**SOURCE INFORMATION:**
★ ★ ★
//! Domain types: bars, identifiers, orders, fills, brackets.

pub mod bar;
pub mod bracket;
pub mod fill;
pub mod ids;
pub mod order;

pub use bar::Bar;
pub use bracket::{build_bracket, BracketOrder};
pub use fill::Fill;
pub use ids::{OcoGroupId, OrderId};
pub use order::{Order, OrderError, OrderKind, OrderSide, TimeInForce, TrailBy};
★ ★ ★
**ABOUT THIS TASK:**
The lines wanted are those from the one holding "pub use fill::Fill;" through the final line of the listing; print them exactly.

**RESPONSE:**
pub use fill::Fill;
pub use ids::{OcoGroupId, OrderId};
pub use order::{Order, OrderError, OrderKind, OrderSide, TimeInForce, TrailBy};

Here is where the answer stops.